增材制造专用陶瓷材料及其成形技术-中国材料进展

文章信息/Info

Title:: Ceramic Materials for Additive Manufacturing and Their Forming Technologies

作者:: 何俊宏1; 2; 吴甲民1; 2; 陈安南1; 2; 李萌1; 2; 陈双1; 2; 李晨辉1; 2; 史玉升1; 2; 王卫3; （1. 华中科技大学材料科学与工程学院材料成形与模具技术国家重点实验室，湖北武汉 430074）（2. 增材制造陶瓷材料教育部工程研究中心，湖北武汉 430074）（3. 浙江华科三维科技有限公司，浙江温州 325000）

Author(s):: HE Junhong1; 2; WU Jiamin1; 2; CHEN Annan1; 2; LI Meng1; 2; CHEN Shuang1; 2; LI Chenhui1; 2; SHI Yusheng1; 2; WANG Wei3; (1. State Key Laboratory of Material Processing and Die & Mould Technology, School of Materials Science and Engineering, Huazhong University of Science and Technology, Wuhan 430074, China) (2. Engineering Research Center of Ceramic Materials for Additive Manufacturing, Ministry of Education, Wuhan 430074, China) (3. Zhejiang Huake 3D Technology Co., Ltd., Wenzhou 325000, China)

Keywords:: additive manufacturing; ceramic materials; forming technologies; ceramic parts; applications

摘要:: 陶瓷材料具有高强度、耐磨损、耐腐蚀和耐高温等特点，在航空航天、生物医疗和电子信息等领域具有良好的应用前景。

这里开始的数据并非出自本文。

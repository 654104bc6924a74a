//! Loading latent and spectrum batches, and exporting confidence reports

use crate::anomaly::{ConfidenceReport, MethodSummary, ScoreRow};
use crate::error::{Result, ScoringError};
use ndarray::Array2;
use polars::prelude::*;
use serde::Serialize;
use std::fs::File;
use std::path::Path;
use std::time::Instant;
use tracing::debug;

/// Loader for numeric batches stored one sample per row
pub struct BatchLoader {
    has_header: bool,
    separator: u8,
}

impl Default for BatchLoader {
    fn default() -> Self {
        Self::new()
    }
}

impl BatchLoader {
    pub fn new() -> Self {
        Self {
            has_header: true,
            separator: b',',
        }
    }

    pub fn with_header(mut self, has_header: bool) -> Self {
        self.has_header = has_header;
        self
    }

    pub fn with_separator(mut self, separator: u8) -> Self {
        self.separator = separator;
        self
    }

    /// Read a delimited file into a DataFrame
    pub fn load_csv(&self, path: impl AsRef<Path>) -> Result<DataFrame> {
        let file = File::open(path.as_ref())
            .map_err(|e| ScoringError::DataError(format!("{}: {}", path.as_ref().display(), e)))?;

        let parse_opts = CsvParseOptions::default().with_separator(self.separator);

        CsvReadOptions::default()
            .with_has_header(self.has_header)
            .with_infer_schema_length(Some(100))
            .with_parse_options(parse_opts)
            .into_reader_with_file_handle(file)
            .finish()
            .map_err(|e| ScoringError::DataError(e.to_string()))
    }

    /// Read a file where every column is one vector component
    pub fn load_batch(&self, path: impl AsRef<Path>) -> Result<Array2<f64>> {
        let start = Instant::now();
        let df = self.load_csv(path.as_ref())?;
        let batch = dataframe_to_array2(&df)?;
        debug!(
            path = %path.as_ref().display(),
            n_rows = batch.nrows(),
            n_cols = batch.ncols(),
            elapsed_ms = start.elapsed().as_millis() as u64,
            "Loaded batch"
        );
        Ok(batch)
    }

    /// Shape and column names of a file
    pub fn inspect(&self, path: impl AsRef<Path>) -> Result<BatchInfo> {
        Ok(self.inspect_frame(path)?.0)
    }

    /// Summary of a file together with the frame it was read into
    pub fn inspect_frame(&self, path: impl AsRef<Path>) -> Result<(BatchInfo, DataFrame)> {
        let file_size = std::fs::metadata(path.as_ref())?.len();
        let df = self.load_csv(path.as_ref())?;
        let info = BatchInfo::from_frame(path, file_size, &df);
        Ok((info, df))
    }
}

/// Summary of a batch file
#[derive(Debug, Clone)]
pub struct BatchInfo {
    pub path: String,
    pub file_size: u64,
    pub n_rows: usize,
    pub n_cols: usize,
    pub columns: Vec<String>,
}

impl BatchInfo {
    pub fn from_frame(path: impl AsRef<Path>, file_size: u64, df: &DataFrame) -> Self {
        Self {
            path: path.as_ref().display().to_string(),
            file_size,
            n_rows: df.height(),
            n_cols: df.width(),
            columns: df.get_column_names().iter().map(|s| s.to_string()).collect(),
        }
    }
}

/// Every column of `df` cast to f64, row-major. Missing or unparsable cells
/// are rejected rather than filled.
pub fn dataframe_to_array2(df: &DataFrame) -> Result<Array2<f64>> {
    let n_rows = df.height();
    let names: Vec<String> = df.get_column_names().iter().map(|s| s.to_string()).collect();

    let col_data: Vec<Vec<f64>> = names
        .iter()
        .map(|name| {
            let column = df
                .column(name)
                .map_err(|e| ScoringError::DataError(e.to_string()))?;
            let as_f64 = column
                .cast(&DataType::Float64)
                .map_err(|e| ScoringError::DataError(e.to_string()))?;
            let values = as_f64
                .f64()
                .map_err(|e| ScoringError::DataError(e.to_string()))?;
            if values.null_count() > 0 {
                return Err(ScoringError::DataError(format!(
                    "column '{}' has {} missing or non-numeric values",
                    name,
                    values.null_count()
                )));
            }
            Ok(values.into_no_null_iter().collect())
        })
        .collect::<Result<Vec<Vec<f64>>>>()?;

    let col_refs: Vec<&[f64]> = col_data.iter().map(|c| c.as_slice()).collect();
    Ok(Array2::from_shape_fn((n_rows, names.len()), |(r, c)| col_refs[c][r]))
}

/// One row per sample, one column per method, plus a leading sample index
pub fn report_to_dataframe(report: &ConfidenceReport) -> Result<DataFrame> {
    let index: Vec<u32> = (0..report.len() as u32).collect();
    let mut columns: Vec<Column> = vec![Series::new("sample".into(), index).into()];
    for method in crate::anomaly::ScoringMethod::ALL {
        columns.push(Series::new(method.as_str().into(), report.get(method).to_vec()).into());
    }
    Ok(DataFrame::new(columns)?)
}

/// Write a report as CSV
pub fn save_report_csv(report: &ConfidenceReport, path: impl AsRef<Path>) -> Result<()> {
    let mut df = report_to_dataframe(report)?;
    let mut file = File::create(path.as_ref())?;
    CsvWriter::new(&mut file).finish(&mut df)?;
    Ok(())
}

#[derive(Serialize)]
struct ReportDocument {
    n_samples: usize,
    summary: Vec<MethodSummary>,
    rows: Vec<ScoreRow>,
}

/// Write a report as JSON: per-method summary plus one object per sample
pub fn save_report_json(report: &ConfidenceReport, path: impl AsRef<Path>) -> Result<()> {
    let document = ReportDocument {
        n_samples: report.len(),
        summary: report.summary().unwrap_or_default(),
        rows: report.rows().collect(),
    };
    let file = File::create(path.as_ref())?;
    serde_json::to_writer_pretty(file, &document)?;
    Ok(())
}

然而，如何制造应用于上述领域的复杂形状陶瓷零件成为了一个重要的问题。目前，增材制造正逐步成为解决复杂形状陶瓷零件制造问题的有效方式。主要介绍了增材制造专用陶瓷材料及其成形技术。根据增材制造专用陶瓷材料的不同形态，可以将陶瓷材料分为粉材、丝材、片材和浆料/膏材4类。基于此，介绍了激光选区烧结（SLS）、激光选区熔化（SLM）、三维喷印（3DP）、熔融沉积制造（FDM）、分层实体制造（LOM）、立体光固化（SL）、数字光处理（DLP）以及直写成形（DIW）8类主要陶瓷增材制造技术及其应用。最后，根据陶瓷增材制造的最新研究成果，对增材制造专用陶瓷材料及其成形技术发展作出进一步的展望。

Abstract:: Ceramic materials have many characteristics including high strength, wear and corrosion resistance and high temperature resistance, which are favorable for the applications of aerospace, biomedicine, and electronic information, etc. However, the fabrication of complex-shaped ceramic parts has become a great challenge. Additive manufacturing (AM) is believed to be an effective solution to resolve this issue. In this paper, ceramic materials for AM and their forming technologies were introduced. According to the different forms of ceramic materials for AM, ceramic materials for AM could be divided into four categories: powder, filament, sheet and slurry/paste. On this basis, several mainstream ceramic AM technologies and their applications, such as selective laser sintering (SLS), selective laser melting (SLM), three-dimensional printing (3DP), fused deposition manufacturing (FDM), laminated object manufacturing (LOM), stereolithography (SL), digital light processing (DLP) and direct ink writing (DIW), were detailedly discussed. Finally, according to the up to date researches on AM of ceramics, the future prospects for ceramic materials for AM and their forming technologies were carried out.